With that goal and those tasks in mind, Data Networks engineers designed a solution architecture and helped WCPS Technology team members create a solid plan to complete the initiative. The school district already used Azure Active Directory (Entra ID) authentication for some of its external applications, so Data Networks recommended the project team continue to leverage this tenant for all applications. Data Networks engineers advised and worked with the WCPS Technology team to plan the migration of the on-premises Active Directory and Google security to the cloud. The existing native Google security was to be redirected to Azure Active Directory (Entra ID) automatically for authentication. The plan to upload the existing on-premises Active Directory application security was based on automation using the Azure Active Directory Connect utility, which the WCPS Technology team already had in place. Data Networks engineers recommended some improvements to its configuration, and the execution of the moves to Azure Active Directory (Entra ID) began.
Mission accomplished
Data Networks engineers actively participated in the first few migrations and rollouts to allow the WCPS team to become completely comfortable with the process. Then WCPS staff took the lead on the remainder, with Data Networks providing support and advisory services.

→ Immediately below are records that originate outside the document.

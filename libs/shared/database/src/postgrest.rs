use anyhow::{Context, Result};
use reqwest::{
    Client,
    header::{HeaderMap, HeaderValue, CONTENT_TYPE, AUTHORIZATION},
    Method, StatusCode,
};
use serde::de::DeserializeOwned;
use serde_json::Value;
use thiserror::Error;
use tracing::{debug, error};

use shared_config::AppConfig;

/// Non-success response from the data API.
#[derive(Error, Debug)]
#[error("API error ({status}): {message}")]
pub struct ApiError {
    pub status: StatusCode,
    pub message: String,
}

impl ApiError {
    /// True when the error (or anything it wraps) is a uniqueness violation.
    pub fn is_conflict(err: &anyhow::Error) -> bool {
        err.downcast_ref::<ApiError>()
            .map(|api| api.status == StatusCode::CONFLICT)
            .unwrap_or(false)
    }
}

/// Builds an `eq.` filter value, escaping characters such as `/` and `:`.
pub fn eq(value: impl AsRef<str>) -> String {
    format!("eq.{}", urlencoding::encode(value.as_ref()))
}

/// Builds a `neq.` filter value.
pub fn neq(value: impl AsRef<str>) -> String {
    format!("neq.{}", urlencoding::encode(value.as_ref()))
}

#[derive(Clone)]
pub struct DatabaseClient {
    client: Client,
    base_url: String,
    api_key: String,
}

impl DatabaseClient {
    pub fn new(config: &AppConfig) -> Self {
        Self {
            client: Client::new(),
            base_url: config.database_url.trim_end_matches('/').to_string(),
            api_key: config.database_api_key.clone(),
        }
    }

    fn get_headers(&self) -> Result<HeaderMap> {
        let mut headers = HeaderMap::new();

        headers.insert(
            "apikey",
            HeaderValue::from_str(&self.api_key).context("Invalid database API key")?,
        );
        headers.insert(CONTENT_TYPE, HeaderValue::from_static("application/json"));
        headers.insert(
            AUTHORIZATION,
            HeaderValue::from_str(&format!("Bearer {}", self.api_key))
                .context("Invalid database API key")?,
        );

        Ok(headers)
    }

    pub async fn request<T>(&self, method: Method, path: &str, body: Option<Value>) -> Result<T>
    where T: DeserializeOwned {
        self.request_with_headers(method, path, body, None).await
    }

    pub async fn request_with_headers<T>(
        &self,
        method: Method,
        path: &str,
        body: Option<Value>,
        extra_headers: Option<HeaderMap>,
    ) -> Result<T>
    where T: DeserializeOwned {
        let url = format!("{}{}", self.base_url, path);
        debug!("Making {} request to {}", method, url);

        let mut headers = self.get_headers()?;
        if let Some(extra) = extra_headers {
            headers.extend(extra);
        }

        let mut req = self.client.request(method, &url)
            .headers(headers);

        if let Some(body_data) = body {
            req = req.json(&body_data);
        }

        let response = req.send().await?;

        let status = response.status();
        if !status.is_success() {
            let error_text = response.text().await?;
            error!("API error ({}): {}", status, error_text);

            return Err(ApiError { status, message: error_text }.into());
        }

        let data = response.json::<T>().await?;
        Ok(data)
    }

    /// Issues a write asking the API to echo back the affected rows.
    pub async fn write_returning(
        &self,
        method: Method,
        path: &str,
        body: Option<Value>,
    ) -> Result<Vec<Value>> {
        let mut headers = HeaderMap::new();
        headers.insert("Prefer", HeaderValue::from_static("return=representation"));

        self.request_with_headers(method, path, body, Some(headers)).await
    }

    pub fn get_base_url(&self) -> &str {
        &self.base_url
    }
}
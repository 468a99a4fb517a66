use std::net::SocketAddr;
use std::sync::Arc;
use dotenv::dotenv;
use tokio::net::TcpListener;
use tower_http::cors::{CorsLayer, Any};
use tower_http::trace::{self, TraceLayer};
use tracing::{Level, info};
use tracing_subscriber::{layer::SubscriberExt, util::SubscriberInitExt};

mod router;

use shared_config::AppConfig;

#[tokio::main]
async fn main() -> anyhow::Result<()> {
    // Loading Env Vars
    dotenv().ok();

    // Initialize tracing
    tracing_subscriber::registry()
        .with(tracing_subscriber::EnvFilter::new(
            std::env::var("RUST_LOG").unwrap_or_else(|_| "info,tower_http=debug".into()),
        ))
        .with(tracing_subscriber::fmt::layer())
        .init();

    info!("Starting Clinic API server");

    // Load configuration
    let config = AppConfig::from_env();
    let port = config.port;

    let cors = CorsLayer::new()
        .allow_origin(Any)
        .allow_methods(Any)
        .allow_headers(Any);

    let state = Arc::new(config);

    let app = router::create_router(state)
        .layer(
            TraceLayer::new_for_http()
                .make_span_with(trace::DefaultMakeSpan::new()
                    .level(Level::INFO))
                .on_response(trace::DefaultOnResponse::new()
                    .level(Level::INFO)),
        )
        .layer(cors);

    let addr = SocketAddr::from(([0, 0, 0, 0], port));
    info!("Listening on {}", addr);

    let listener = TcpListener::bind(addr).await?;
    axum::serve(listener, app).await?;

    Ok(())
}
use std::fmt;
use std::str::FromStr;

use serde::{Deserialize, Serialize};

#[derive(Debug, Clone, Copy, PartialEq, Eq, Serialize, Deserialize)]
#[serde(rename_all = "snake_case")]
pub enum UserType {
    Doctor,
    Patient,
}

impl fmt::Display for UserType {
    fn fmt(&self, f: &mut fmt::Formatter<'_>) -> fmt::Result {
        match self {
            UserType::Doctor => write!(f, "doctor"),
            UserType::Patient => write!(f, "patient"),
        }
    }
}

impl FromStr for UserType {
    type Err = String;

    fn from_str(s: &str) -> Result<Self, Self::Err> {
        match s {
            "doctor" => Ok(UserType::Doctor),
            "patient" => Ok(UserType::Patient),
            other => Err(format!("Unknown user type: {}", other)),
        }
    }
}

#[derive(Debug, Clone, Serialize, Deserialize)]
pub struct JwtClaims {
    pub sub: String,
    #[serde(rename = "type")]
    pub user_type: UserType,
    pub iat: u64,
    pub exp: u64,
}

/// Authenticated principal placed in request extensions by the auth middleware.
#[derive(Debug, Clone, Serialize, Deserialize)]
pub struct User {
    pub id: String,
    pub user_type: UserType,
}

impl User {
    pub fn is_doctor(&self) -> bool {
        self.user_type == UserType::Doctor
    }

    pub fn is_patient(&self) -> bool {
        self.user_type == UserType::Patient
    }
}

#[derive(Debug, Clone, Serialize, Deserialize)]
pub struct LoginRequest {
    pub email: String,
    pub password: String,
    #[serde(rename = "type")]
    pub user_type: String,
}
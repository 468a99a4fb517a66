pub mod handlers;
pub mod models;
pub mod router;
pub mod services;

pub use models::{Doctor, DoctorError, DoctorSummary};
pub use router::doctor_routes;
pub use services::{DoctorRepository, DoctorService, PostgrestDoctorRepository};
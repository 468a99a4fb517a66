use chrono::{Duration, NaiveDateTime};

use crate::models::AppointmentError;
use crate::services::datetime::parse_moment;

pub const CANCELLATION_CUTOFF_MINUTES: i64 = 120;

/// Allows cancellation only while strictly more than the cutoff remains
/// before the stored moment. Past appointments fall on the negative side.
pub fn validate_cancellable(
    date: Option<&str>,
    hour: Option<&str>,
    now: NaiveDateTime,
) -> Result<(), AppointmentError> {
    let (Some(date), Some(hour)) = (date, hour) else {
        return Err(AppointmentError::IncompleteAppointmentData);
    };

    let scheduled = parse_moment(date, Some(hour))?;

    if scheduled - now <= Duration::minutes(CANCELLATION_CUTOFF_MINUTES) {
        return Err(AppointmentError::WithinCancellationWindow);
    }

    Ok(())
}
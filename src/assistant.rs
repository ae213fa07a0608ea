// SPDX-License-Identifier: MPL-2.0
// This Source Code Form is subject to the terms of the Mozilla Public
// License, v. 2.0. If a copy of the MPL was not distributed with this
// file, You can obtain one at https://mozilla.org/MPL/2.0/.

//! One request/response round trip: prompt, completion, dispatch.

use serde::Serialize;

use crate::dispatch::DeviceController;
use crate::engine::CommandEngine;
use crate::error::Error;
use crate::llm::{CompletionClient, clean_for_speech};

/// Answer to one user request.
#[derive(Debug, Clone, PartialEq, Eq, Serialize)]
pub struct Reply {
    /// Full model response, commands included.
    pub text: String,
    /// Response with commands removed, for display or speech synthesis.
    pub spoken_text: String,
    /// Aggregate result of the dispatched actions.
    pub action: String,
}

/// Ties a completion server, the command engine and a device controller
/// together.
///
/// # Examples
///
/// ```no_run
/// use voxhome_lib::command::{LightAction, TvAction};
/// use voxhome_lib::dispatch::{DeviceController, DeviceStatus};
/// use voxhome_lib::error::ControlError;
/// use voxhome_lib::llm::CompletionConfig;
/// use voxhome_lib::{Assistant, CommandEngine};
///
/// struct Console;
///
/// impl DeviceController for Console {
///     async fn set_light(&self, action: &LightAction) -> Result<String, ControlError> {
///         Ok(action.describe())
///     }
///     async fn set_tv(&self, action: &TvAction) -> Result<String, ControlError> {
///         Ok(action.describe())
///     }
///     async fn status(&self) -> Result<DeviceStatus, ControlError> {
///         Ok(DeviceStatus::default())
///     }
/// }
///
/// # async fn example() -> voxhome_lib::Result<()> {
/// let client = CompletionConfig::default().into_client()?;
/// let assistant = Assistant::new(client, CommandEngine::default(), Console);
///
/// let reply = assistant.handle("Make the room feel like a sunset").await?;
/// println!("{}", reply.spoken_text);
/// println!("{}", reply.action);
/// # Ok(())
/// # }
/// ```
#[derive(Debug)]
pub struct Assistant<C> {
    client: CompletionClient,
    engine: CommandEngine,
    controller: C,
}

impl<C: DeviceController> Assistant<C> {
    /// Creates an assistant.
    #[must_use]
    pub const fn new(client: CompletionClient, engine: CommandEngine, controller: C) -> Self {
        Self {
            client,
            engine,
            controller,
        }
    }

    /// Returns the command engine.
    #[must_use]
    pub const fn engine(&self) -> &CommandEngine {
        &self.engine
    }

    /// Returns the device controller.
    #[must_use]
    pub const fn controller(&self) -> &C {
        &self.controller
    }

    /// Asks the model, dispatches the commands in its answer and reports.
    ///
    /// # Errors
    ///
    /// Returns an error only if the completion request fails. Device failures
    /// are part of [`Reply::action`].
    pub async fn handle(&self, prompt: &str) -> Result<Reply, Error> {
        tracing::info!(prompt = %prompt, "Handling request");

        let text = self.client.complete(prompt).await?;
        let report = self.engine.execute(&text, &self.controller).await;
        if report.failures().next().is_some() {
            tracing::warn!(
                failures = report.failures().count(),
                "Some actions failed"
            );
        }

        Ok(Reply {
            spoken_text: clean_for_speech(&text),
            action: report.summary(),
            text,
        })
    }
}
// SPDX-License-Identifier: MPL-2.0
// This Source Code Form is subject to the terms of the Mozilla Public
// License, v. 2.0. If a copy of the MPL was not distributed with this
// file, You can obtain one at https://mozilla.org/MPL/2.0/.

//! Typed device actions produced from command fragments.

use std::fmt;

use crate::types::{Brightness, ColorValue, HsColor, PowerState};

/// A resolved, typed device action.
#[derive(Debug, Clone, PartialEq, Eq)]
pub enum DeviceAction {
    /// Change a light's power, brightness or color.
    Light(LightAction),
    /// Turn the TV on or off.
    Tv(TvAction),
    /// Query the current device state.
    Status,
}

impl DeviceAction {
    /// Returns what this action addresses, used to tag results.
    #[must_use]
    pub fn target(&self) -> Target {
        match self {
            Self::Light(light) => Target::Light(light.alias().to_string()),
            Self::Tv(_) => Target::Tv,
            Self::Status => Target::Status,
        }
    }
}

impl From<LightAction> for DeviceAction {
    fn from(value: LightAction) -> Self {
        Self::Light(value)
    }
}

impl From<TvAction> for DeviceAction {
    fn from(value: TvAction) -> Self {
        Self::Tv(value)
    }
}

/// The device an action is dispatched to.
#[derive(Debug, Clone, PartialEq, Eq, Hash)]
pub enum Target {
    /// A light, by alias.
    Light(String),
    /// The TV.
    Tv,
    /// The status query.
    Status,
}

impl fmt::Display for Target {
    fn fmt(&self, f: &mut fmt::Formatter<'_>) -> fmt::Result {
        match self {
            Self::Light(alias) => write!(f, "{alias}"),
            Self::Tv => write!(f, "TV"),
            Self::Status => write!(f, "status"),
        }
    }
}

/// Light change request.
///
/// Brightness and color are only ever present when the light is switched on;
/// the constructors enforce this.
///
/// # Examples
///
/// ```
/// use voxhome_lib::command::LightAction;
/// use voxhome_lib::types::{Brightness, HsColor};
///
/// let action = LightAction::on("wiz")
///     .with_brightness(Brightness::new(50).unwrap())
///     .with_color(HsColor::blue());
/// assert_eq!(action.describe(), "Turned on wiz at 50% brightness with color (240, 100)");
///
/// let off = LightAction::off("wiz").with_brightness(Brightness::MAX);
/// assert_eq!(off.brightness(), None);
/// ```
#[derive(Debug, Clone, PartialEq, Eq)]
pub struct LightAction {
    alias: String,
    power: PowerState,
    brightness: Option<Brightness>,
    color: Option<ColorValue>,
}

impl LightAction {
    /// Creates an action switching the light on, without parameters.
    #[must_use]
    pub fn on(alias: impl Into<String>) -> Self {
        Self {
            alias: alias.into(),
            power: PowerState::On,
            brightness: None,
            color: None,
        }
    }

    /// Creates an action switching the light off.
    #[must_use]
    pub fn off(alias: impl Into<String>) -> Self {
        Self {
            alias: alias.into(),
            power: PowerState::Off,
            brightness: None,
            color: None,
        }
    }

    /// Sets the brightness. Ignored when the action switches the light off.
    #[must_use]
    pub fn with_brightness(mut self, brightness: Brightness) -> Self {
        if self.power.is_on() {
            self.brightness = Some(brightness);
        }
        self
    }

    /// Sets the color. Ignored when the action switches the light off.
    #[must_use]
    pub fn with_color(mut self, color: impl Into<ColorValue>) -> Self {
        if self.power.is_on() {
            self.color = Some(color.into());
        }
        self
    }

    /// Returns the device alias.
    #[must_use]
    pub fn alias(&self) -> &str {
        &self.alias
    }

    /// Returns the requested power state.
    #[must_use]
    pub const fn power(&self) -> PowerState {
        self.power
    }

    /// Returns the requested brightness, if any.
    #[must_use]
    pub const fn brightness(&self) -> Option<Brightness> {
        self.brightness
    }

    /// Returns the requested color in the hue/saturation model, if any.
    #[must_use]
    pub fn color(&self) -> Option<HsColor> {
        self.color.map(|c| c.to_hs())
    }

    /// Returns the color as it was written in the command, if any.
    #[must_use]
    pub const fn color_value(&self) -> Option<ColorValue> {
        self.color
    }

    /// Human-readable description of a successful dispatch.
    #[must_use]
    pub fn describe(&self) -> String {
        let mut text = format!("Turned {} {}", self.power, self.alias);
        if let Some(brightness) = self.brightness {
            text.push_str(&format!(" at {brightness} brightness"));
        }
        if let Some(color) = self.color() {
            text.push_str(&format!(" with color {color}"));
        }
        text
    }
}

/// TV power request.
#[derive(Debug, Clone, Copy, PartialEq, Eq)]
pub struct TvAction {
    power: PowerState,
}

impl TvAction {
    /// Creates a TV action.
    #[must_use]
    pub const fn new(power: PowerState) -> Self {
        Self { power }
    }

    /// Returns the requested power state.
    #[must_use]
    pub const fn power(&self) -> PowerState {
        self.power
    }

    /// Human-readable description of a successful dispatch.
    #[must_use]
    pub fn describe(&self) -> String {
        format!("Turned {} TV", self.power)
    }
}
// SPDX-License-Identifier: MPL-2.0
// This Source Code Form is subject to the terms of the Mozilla Public
// License, v. 2.0. If a copy of the MPL was not distributed with this
// file, You can obtain one at https://mozilla.org/MPL/2.0/.

//! Stripping command tokens from a response before it is spoken.

use std::sync::LazyLock;

use regex::Regex;

static LIGHT_COMMAND: LazyLock<Regex> = LazyLock::new(|| {
    Regex::new(r"(?i)LIGHT:\w+:(ON|OFF)(:\w+=[\w,]+)*").expect("light command pattern is valid")
});
static TV_COMMAND: LazyLock<Regex> =
    LazyLock::new(|| Regex::new(r"(?i)TV:(ON|OFF)").expect("tv command pattern is valid"));
static STATUS_COMMAND: LazyLock<Regex> =
    LazyLock::new(|| Regex::new(r"(?i)STATUS:\S*").expect("status command pattern is valid"));
static WHITESPACE: LazyLock<Regex> =
    LazyLock::new(|| Regex::new(r"\s+").expect("whitespace pattern is valid"));
static SPACE_BEFORE_PUNCTUATION: LazyLock<Regex> =
    LazyLock::new(|| Regex::new(r"\s+([.,;:!?])").expect("punctuation pattern is valid"));
static REPEATED_PERIODS: LazyLock<Regex> =
    LazyLock::new(|| Regex::new(r"\.+").expect("period pattern is valid"));

/// Removes command tokens and tidies the remaining text for speech.
///
/// Whitespace runs collapse to one space, spaces before punctuation are
/// dropped and repeated periods are merged.
///
/// # Examples
///
/// ```
/// use voxhome_lib::llm::clean_for_speech;
///
/// let text = "Turning on the TV and making it blue.\n\nLIGHT:wiz:ON:color=240,100\nTV:ON";
/// assert_eq!(clean_for_speech(text), "Turning on the TV and making it blue.");
/// ```
#[must_use]
pub fn clean_for_speech(text: &str) -> String {
    let text = LIGHT_COMMAND.replace_all(text, "");
    let text = TV_COMMAND.replace_all(&text, "");
    let text = STATUS_COMMAND.replace_all(&text, "");
    let text = WHITESPACE.replace_all(&text, " ");
    let text = SPACE_BEFORE_PUNCTUATION.replace_all(&text, "$1");
    let text = REPEATED_PERIODS.replace_all(&text, ".");
    text.trim().to_string()
}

School district offices were completed first over the summer break, followed by all the schools during the early part of the following school year. At each school, the project team had to migrate the security data to Azure Active Directory (Entra ID), spot check user application access and Authenticator MFA for accuracy, and conduct training and support for staff as quickly as possible to minimize classroom disruption. One to two schools were completed per day on average.
Danielle Kelley, WCPS’ Information Technology (IT) Manager of Business Services and Cybersecurity, says, “Data Networks engineers were smart and helpful for us with the assessment during the early stages at the school district offices and then as advisors during the school rollouts. Their Azure Active Directory (Entra ID) knowledge was strong. They recommended and convinced us to do some things we hadn’t quite considered that made the finished solution exceed our expectations, such as guiding us to implement Microsoft’s MyApps portal to converge users’ applications into a single web location, and writing scripts to assign individual users to their correct Azure Active Directory Dynamic Groups which help simplify ongoing maintenance of user access permissions. Data Networks engineers also created Microsoft Authenticator MFA training guides for us, which we tailored and continue to use as a basis for teaching all our users how to complete our specific MFA process.”
The project results are encouraging to say the least. WCPS staff are pleased now that each only requires one Microsoft user account and one set of access credentials to get their work done. The WCPS Technology team’s system administrators are no longer concerned with maintaining authentication in multiple places. When a user arrives at, changes roles within, or departs from the school district, the system administrator merely needs to add, modify, or disable user identity at a single source.
As Allen puts it, “With the Azure Active Directory (Entra ID) and MFA integrated solution operational throughout WCPS now, we have no overwhelming user access support issues. Our user community has accepted MFA, even with it adding some steps and time to their authentication process. Most importantly, our data is more secure today than it was, and our vulnerability has been minimized. I have my capable Technology team and Data Networks engineers to thank for that.”